Çanakkale’nin Eceabat ilçesinde yer alan Maydos Kilisetepe Höyüğü’nde yapılan kazı çalışmalarında 2 bin 500 yıllık yayık bulundu.
Eceabat’ta 5 bin yıllık Maydos Kilisetepe Höyüğü’nde 2010 yılında başlayan kazılarda 9’uncu sezonu yapılıyor. Bu sene 13 Temmuz’da başlayan kazılar 15 Eylül’de sona bulacak. Çanakkale Onsekiz Mart Üniversitesi (ÇOMÜ) Arkeoloji Bölümü Öğretim Üyesi Doç. Dr. Göksel Sazcı başkanlığında yaklaşık 25 kişilik bir ekip kazı çalışmalarını sürdürüyor. Bu yıl Maydos Kilisetepe Höyüğü’ndeki kazı çalışmalarında tereyağ yapımında kullanılan 2 bin 500 yıllık yayık bulundu. Kazı alanında yarıya kadar gömük bir vaziyette toprak içinde bulunan 2 bin 500 yıllık yayık, çalışmaları yapan kazı ekibince yapılan çalışma sonrası çıkarılarak, koruma altına alındı. İncelemeler neticesinde yayığın 72 santimetre boyunda ve 50 santimetre genişliğinde tereyağ yapımında kullanıldığı ve 2 bin 500 yıllık olduğu tespit edildi.

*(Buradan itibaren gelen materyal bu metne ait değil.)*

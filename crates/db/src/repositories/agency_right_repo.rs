//! Repository for the `user_agency_rights` table.

use immersion_core::roles::AgencyRightRole;
use immersion_core::types::DbId;
use sqlx::{PgConnection, PgExecutor};

use crate::models::agency_right::{AgencyRightInput, UserAgencyRight};

const COLUMNS: &str = "id, user_id, agency_id, role, is_notified_by_email, created_at, updated_at";

pub struct AgencyRightRepo;

impl AgencyRightRepo {
    pub async fn list_for_user(
        executor: impl PgExecutor<'_>,
        user_id: DbId,
    ) -> Result<Vec<UserAgencyRight>, sqlx::Error> {
        let query = format!(
            "SELECT {COLUMNS} FROM user_agency_rights WHERE user_id = $1 ORDER BY agency_id"
        );
        sqlx::query_as::<_, UserAgencyRight>(&query)
            .bind(user_id)
            .fetch_all(executor)
            .await
    }

    pub async fn find(
        executor: impl PgExecutor<'_>,
        user_id: DbId,
        agency_id: DbId,
    ) -> Result<Option<UserAgencyRight>, sqlx::Error> {
        let query = format!(
            "SELECT {COLUMNS} FROM user_agency_rights WHERE user_id = $1 AND agency_id = $2"
        );
        sqlx::query_as::<_, UserAgencyRight>(&query)
            .bind(user_id)
            .bind(agency_id)
            .fetch_optional(executor)
            .await
    }

    /// Record a pending (`to-review`) right request.
    ///
    /// Fails with a unique violation on `uq_user_agency_rights_user_agency`
    /// when the user already has a right on that agency.
    pub async fn request(
        executor: impl PgExecutor<'_>,
        user_id: DbId,
        agency_id: DbId,
    ) -> Result<UserAgencyRight, sqlx::Error> {
        let query = format!(
            "INSERT INTO user_agency_rights (user_id, agency_id, role)
             VALUES ($1, $2, $3)
             RETURNING {COLUMNS}"
        );
        sqlx::query_as::<_, UserAgencyRight>(&query)
            .bind(user_id)
            .bind(agency_id)
            .bind(AgencyRightRole::ToReview.as_str())
            .fetch_one(executor)
            .await
    }

    /// Replace every right of a user with `rights`.
    pub async fn replace_for_user(
        conn: &mut PgConnection,
        user_id: DbId,
        rights: &[AgencyRightInput],
    ) -> Result<Vec<UserAgencyRight>, sqlx::Error> {
        sqlx::query("DELETE FROM user_agency_rights WHERE user_id = $1")
            .bind(user_id)
            .execute(&mut *conn)
            .await?;

        let query = format!(
            "INSERT INTO user_agency_rights (user_id, agency_id, role, is_notified_by_email)
             VALUES ($1, $2, $3, $4)
             RETURNING {COLUMNS}"
        );
        let mut created = Vec::with_capacity(rights.len());
        for right in rights {
            let row = sqlx::query_as::<_, UserAgencyRight>(&query)
                .bind(user_id)
                .bind(right.agency_id)
                .bind(&right.role)
                .bind(right.is_notified_by_email)
                .fetch_one(&mut *conn)
                .await?;
            created.push(row);
        }
        Ok(created)
    }

    /// Agency admins of an agency who want email notifications.
    pub async fn list_admin_emails(
        executor: impl PgExecutor<'_>,
        agency_id: DbId,
    ) -> Result<Vec<String>, sqlx::Error> {
        sqlx::query_scalar(
            "SELECT u.email FROM user_agency_rights r
             JOIN users u ON u.id = r.user_id
             WHERE r.agency_id = $1 AND r.role = $2 AND r.is_notified_by_email = true
               AND u.is_active = true
             ORDER BY u.email",
        )
        .bind(agency_id)
        .bind(AgencyRightRole::AgencyAdmin.as_str())
        .fetch_all(executor)
        .await
    }
}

Maydos Kilisetepe Höyüğü Kazı Başkanı Doç. Dr. Göksel Sazcı, Kültür ve Turizm Bakanlığı Temsilcisi Niğde Müzesinden Arkeolog Mustafa Eryaman ve 25 kişilik ekip tarafından çıkartılan yayık hakkında Çanakkale İl Kültür ve Turizm Müdürü Kemal Dokuz bilgi verdi.

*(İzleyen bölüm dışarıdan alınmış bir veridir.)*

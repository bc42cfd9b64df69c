//! Handlers for agency rights of connected users.

use axum::extract::{Path, State};
use axum::http::StatusCode;
use axum::Json;
use immersion_core::error::CoreError;
use immersion_core::events::Topic;
use immersion_core::roles::AgencyRightRole;
use immersion_core::types::DbId;
use immersion_db::models::agency_right::{AgencyRightInput, UserAgencyRight};
use immersion_db::repositories::{AgencyRepo, AgencyRightRepo, OutboxRepo, UserRepo};
use serde::Deserialize;
use serde_json::json;

use crate::error::{AppError, AppResult};
use crate::middleware::auth::AuthUser;
use crate::middleware::rbac::RequireBackOffice;
use crate::response::DataResponse;
use crate::state::AppState;

#[derive(Debug, Deserialize)]
pub struct RightRequest {
    pub agency_id: DbId,
}

#[derive(Debug, Deserialize)]
pub struct ReplaceRights {
    pub rights: Vec<AgencyRightInput>,
}

/// POST /api/v1/users/me/agency-rights
///
/// Ask for a right on an agency. The right stays `to-review` until
/// back-office or an agency admin grants a role.
pub async fn request_right(
    State(state): State<AppState>,
    auth_user: AuthUser,
    Json(input): Json<RightRequest>,
) -> AppResult<(StatusCode, Json<DataResponse<UserAgencyRight>>)> {
    AgencyRepo::find_by_id(&state.pool, input.agency_id)
        .await?
        .ok_or(AppError::Core(CoreError::NotFound {
            entity: "Agency",
            id: input.agency_id,
        }))?;

    let mut tx = state.pool.begin().await?;
    let right = AgencyRightRepo::request(&mut *tx, auth_user.user_id, input.agency_id).await?;
    OutboxRepo::save(
        &mut *tx,
        Topic::AgencyRightRequested,
        &json!({ "user_id": auth_user.user_id, "agency_id": input.agency_id }),
    )
    .await?;
    tx.commit().await?;

    tracing::info!(
        user_id = auth_user.user_id,
        agency_id = input.agency_id,
        "Agency right requested",
    );

    Ok((StatusCode::CREATED, Json(DataResponse { data: right })))
}

/// PUT /api/v1/admin/users/{id}/agency-rights
///
/// Replace every right of a user.
pub async fn replace_rights(
    RequireBackOffice(admin): RequireBackOffice,
    State(state): State<AppState>,
    Path(user_id): Path<DbId>,
    Json(input): Json<ReplaceRights>,
) -> AppResult<Json<DataResponse<Vec<UserAgencyRight>>>> {
    UserRepo::find_by_id(&state.pool, user_id)
        .await?
        .ok_or(AppError::Core(CoreError::NotFound {
            entity: "User",
            id: user_id,
        }))?;

    for (i, right) in input.rights.iter().enumerate() {
        if AgencyRightRole::parse(&right.role).is_none() {
            return Err(AppError::Core(CoreError::Validation(format!(
                "Unknown agency right role '{}'",
                right.role
            ))));
        }
        if input.rights[..i].iter().any(|r| r.agency_id == right.agency_id) {
            return Err(AppError::Core(CoreError::Validation(format!(
                "Agency {} is listed more than once",
                right.agency_id
            ))));
        }
        AgencyRepo::find_by_id(&state.pool, right.agency_id)
            .await?
            .ok_or(AppError::Core(CoreError::NotFound {
                entity: "Agency",
                id: right.agency_id,
            }))?;
    }

    let mut tx = state.pool.begin().await?;
    let rights = AgencyRightRepo::replace_for_user(&mut tx, user_id, &input.rights).await?;
    OutboxRepo::save(
        &mut *tx,
        Topic::AgencyRightsUpdated,
        &json!({ "user_id": user_id }),
    )
    .await?;
    tx.commit().await?;

    tracing::info!(
        user_id,
        admin_id = admin.user_id,
        rights = rights.len(),
        "Agency rights replaced",
    );

    Ok(Json(DataResponse { data: rights }))
}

Çanakkale genelinde toplam 8 arkeolojik kazı gerçekleştirildiğini söyleyen Çanakkale Kültür ve Turizm İl Müdürü Kemal Dokuz, "Bu kazılarımızdan bir tanesi de Eceabat Kilisetepe Höyüğünde gerçekleştiriliyor. Kilisetepe Höyüğünde 2010 yılında başlayan bu kazımızın bu sene 9’uncusu gerçekleşiyor. Kazı mevsimi de önümüzdeki tarihlerde bitecek. Çanakkale Onsekiz Mart Üniversitesinden Doç. Dr. Göksel Sazcı hocamız bu sene yine ilklere imza attı. İşte Tereyağ ve yemek kabı olan bir Maydos Antik kentinde muhteşem bir obje bulundu. Bundan sonraki yıllarda da Kilisetepe Höyüğünde daha nice güzel arkeolojik eserlerin bulunmasını ümit ediyorum" dedi.

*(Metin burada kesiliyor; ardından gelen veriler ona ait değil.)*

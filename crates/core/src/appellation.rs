//! Job appellations from the ROME referential.

use serde::{Deserialize, Serialize};
use ts_rs::TS;

use crate::error::CoreError;
use crate::validation::{validate_appellation_code, validate_required_text, validate_rome_code, MAX_NAME_LENGTH};

/// A job title and the ROME code it belongs to.
#[derive(Debug, Clone, PartialEq, Eq, Serialize, Deserialize, TS)]
#[ts(export)]
pub struct Appellation {
    pub appellation_code: String,
    pub appellation_label: String,
    pub rome_code: String,
}

impl Appellation {
    pub fn validate(&self) -> Result<(), CoreError> {
        validate_appellation_code(&self.appellation_code)?;
        validate_rome_code(&self.rome_code)?;
        validate_required_text("appellation_label", &self.appellation_label, MAX_NAME_LENGTH)
    }
}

Eceabat ilçesindeki 2018 Maydos Kilistepe Höyüğü kazı alanında yayık olarak kullanıldığını düşündükleri bir küpü yarıya kadar toprak içinde bulduklarını ifade eden ÇOMÜ Arkeoloji Bölümü Öğretim Üyesi Doç. Dr. Göksel Sazcı, " Üzerinde dikkat ederseniz iki adet delik var. Bunlar küp kullanılırken yani çalkalanırken ağız kısmı deri ile kaplanıyor ve bu deliklerde kapatılıyor. Fakat bu deliklerin bir fonksiyonu var, çalkalanırken içerisindeki ayran formante oluyor ve gaz oluşuyor. Gaz biriktiği için gazın dışarı çıkması gerekiyor. Bu gazın dışarıya çıkartılması için bu delikler açılıyor. Gaz dışarıya bu deliklerden alınıp tekrar çalkalama işlemi yapılıyor. Bu kap 2 bin 500 yılına ait. Bu teknik Anadolu’da günümüzde halen kullanılıyor. İç Anadolu’da halen kullanılan bu tarz kapların ağzı deri ile kapanmış, deliği olan kapların çalkalandığında gaz nedeniyle derinin kabardığını görüyorsunuz. Bu tür kapların geçmişi en az 2 bin 500 yıl geriye gittiğini söyleyebiliriz. Eceabatta’da 2 bin 500 yıl önce tereyağ üretildiğini söyleyebiliriz. Tabi bu formdan ve güncel araştırmalardan çıkarttığımız bir sonuç. Ama asıl kesin sonuç bu küp’ün dibinden örnekler aldık bu örnekler üniversitede lipit yağ analizleri yapılacak. O zaman kesin olarak söyleyebileceğiz" şeklinde konuştu.